Чаша весов качнулась в конце 1941 года. На совещаниях, состоявшихся между 7 и 18 декабря, Гитлер заявил, что евреи должны понести наказание за войну. Перед жителями Европы еврейского происхождения замаячило «Окончательное решение еврейского вопроса». В начале 1942-го условия в варшавском гетто начали быстро ухудшаться, и уже за первые шесть месяцев года 39 719 человек умерли от голода и болезней. Двадцать первого июля вышло распоряжение о вывозе всех евреев, кроме тех, кто работает на немцев и в принципе пригоден к работе. На следующий день, в праздник Девятого ава[446], 7200 евреев насильственно доставили в Umschlagplatz, эвакуационный пункт. На протяжении следующих восьми недель немцы ежедневно зачищали определенные секции гетто, перемещая в Umschlagplatz по 5–10 тысяч человек.

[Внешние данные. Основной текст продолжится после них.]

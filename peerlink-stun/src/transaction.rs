#[cfg(test)]
mod transaction_test;

use bytes::BytesMut;
use log::trace;
use std::collections::{HashMap, VecDeque};
use std::time::{Duration, Instant};

use crate::message::TransactionId;
use shared::error::{Error, Result};
use shared::{TaggedBytesMut, TransportContext};

/// Initial retransmission timeout (RTO) for STUN over UDP.
pub const DEFAULT_RTO: Duration = Duration::from_millis(250);
/// Ceiling of the doubling retransmission interval.
pub const DEFAULT_MAX_RTO: Duration = Duration::from_millis(8000);
/// Retransmissions after the initial send; 9 requests in total.
pub const DEFAULT_MAX_RETRANSMITS: u16 = 8;

/// RtxPolicy describes the retransmission envelope of a client transaction.
///
/// With the defaults a transaction sends at 0, 250, 750, 1750, 3750, 7750,
/// 15750, 23750 and 31750 ms and times out at 39750 ms.
#[derive(Debug, Copy, Clone, PartialEq, Eq)]
pub struct RtxPolicy {
    pub rto: Duration,
    pub max_rto: Duration,
    pub max_retransmits: u16,
}

impl Default for RtxPolicy {
    fn default() -> Self {
        Self {
            rto: DEFAULT_RTO,
            max_rto: DEFAULT_MAX_RTO,
            max_retransmits: DEFAULT_MAX_RETRANSMITS,
        }
    }
}

impl RtxPolicy {
    /// total_timeout is the time from the first send until the transaction times out.
    pub fn total_timeout(&self) -> Duration {
        let mut total = Duration::ZERO;
        let mut interval = self.rto;
        for _ in 0..=self.max_retransmits {
            total += interval;
            interval = std::cmp::min(interval * 2, self.max_rto);
        }
        total
    }
}

/// Transaction is an outstanding client request awaiting its response.
pub struct Transaction<T> {
    pub transaction_id: TransactionId,
    pub tag: T,
    pub transport: TransportContext,
    pub started: Instant,
    raw: BytesMut,
    n_rtx: u16,
    interval: Duration,
    timeout: Instant,
}

impl<T> Transaction<T> {
    // retries returns the number of retransmission it has made
    pub fn retries(&self) -> u16 {
        self.n_rtx
    }
}

/// TransactionEvent reports transactions that exhausted their envelope.
#[derive(Debug, Clone, PartialEq, Eq)]
pub enum TransactionEvent<T> {
    Timeout(TransactionId, T),
}

/// TransactionMap tracks client transactions, their retransmissions and timeouts.
/// The tag carries caller bookkeeping (e.g. which server a request went to).
pub struct TransactionMap<T> {
    policy: RtxPolicy,
    tr_map: HashMap<TransactionId, Transaction<T>>,
    transmits: VecDeque<TaggedBytesMut>,
    events: VecDeque<TransactionEvent<T>>,
}

impl<T: Clone> TransactionMap<T> {
    pub fn new(policy: RtxPolicy) -> Self {
        Self {
            policy,
            tr_map: HashMap::new(),
            transmits: VecDeque::new(),
            events: VecDeque::new(),
        }
    }

    pub fn policy(&self) -> RtxPolicy {
        self.policy
    }

    /// start registers a transaction and queues its first transmission.
    pub fn start(
        &mut self,
        now: Instant,
        transaction_id: TransactionId,
        tag: T,
        raw: &[u8],
        transport: TransportContext,
    ) -> Result<()> {
        if self.tr_map.contains_key(&transaction_id) {
            return Err(Error::ErrTransactionExists);
        }

        let raw = BytesMut::from(raw);
        self.transmits.push_back(TaggedBytesMut {
            now,
            transport,
            message: raw.clone(),
        });
        self.tr_map.insert(
            transaction_id,
            Transaction {
                transaction_id,
                tag,
                transport,
                started: now,
                raw,
                n_rtx: 0,
                interval: self.policy.rto,
                timeout: now + self.policy.rto,
            },
        );
        Ok(())
    }

    /// finish removes the transaction matching a received response.
    pub fn finish(&mut self, transaction_id: &TransactionId) -> Option<Transaction<T>> {
        self.tr_map.remove(transaction_id)
    }

    pub fn contains(&self, transaction_id: &TransactionId) -> bool {
        self.tr_map.contains_key(transaction_id)
    }

    /// cancel drops every transaction matching the predicate without a timeout event.
    pub fn cancel_if(&mut self, mut f: impl FnMut(&Transaction<T>) -> bool) -> usize {
        let before = self.tr_map.len();
        self.tr_map.retain(|_, tr| !f(tr));
        before - self.tr_map.len()
    }

    /// any reports whether an outstanding transaction matches the predicate.
    pub fn any(&self, mut f: impl FnMut(&Transaction<T>) -> bool) -> bool {
        self.tr_map.values().any(|tr| f(tr))
    }

    // delete_all deletes all transactions
    pub fn delete_all(&mut self) {
        self.tr_map.clear();
        self.transmits.clear();
    }

    pub fn size(&self) -> usize {
        self.tr_map.len()
    }

    pub fn poll_timeout(&self) -> Option<Instant> {
        self.tr_map.values().map(|tr| tr.timeout).min()
    }

    pub fn handle_timeout(&mut self, now: Instant) {
        let mut expired = vec![];
        for (id, tr) in self.tr_map.iter_mut() {
            if tr.timeout > now {
                continue;
            }
            if tr.n_rtx >= self.policy.max_retransmits {
                expired.push(*id);
                continue;
            }

            tr.n_rtx += 1;
            tr.interval = std::cmp::min(tr.interval * 2, self.policy.max_rto);
            tr.timeout = now + tr.interval;

            trace!(
                "retransmitting transaction {} to {} (n_rtx={})",
                id, tr.transport.peer_addr, tr.n_rtx
            );
            self.transmits.push_back(TaggedBytesMut {
                now,
                transport: tr.transport,
                message: tr.raw.clone(),
            });
        }

        for id in expired {
            if let Some(tr) = self.tr_map.remove(&id) {
                self.events
                    .push_back(TransactionEvent::Timeout(tr.transaction_id, tr.tag));
            }
        }
    }

    pub fn poll_transmit(&mut self) -> Option<TaggedBytesMut> {
        self.transmits.pop_front()
    }

    pub fn poll_event(&mut self) -> Option<TransactionEvent<T>> {
        self.events.pop_front()
    }
}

«Гетто превратилось в ад, – писал Хаим Каплан в дневнике летом 1942 года. – Люди стали животными». Еврейская полиция гетто, вынужденная обеспечивать установленные нацистами «эвакуационные квоты», сражалась с собственными родичами, находила и вытаскивала людей из убежищ, чтобы доставить в Umschlagplatz. Чтобы сбежать, люди карабкались по стенам и крышам, они умоляли, торговались и предлагали взятки; женщины готовы были отдать свое тело, чтобы только спастись. Некоторые из тех, кто оставался, грабили опустевшие квартиры. Жажда выживания становилась основой для индивидуальной битвы, в которой общественные связи, вера, дружба и семейные узы распадались. Иногда полицейские, испытывавшие отвращение к тому, что им приходилось делать, дезертировали или совершали самоубийство. К середине сентября в Umschlagplatz были перемещены 254 тысячи человек; оттуда их перевозили в лагерь смерти Треблинка и убивали[447].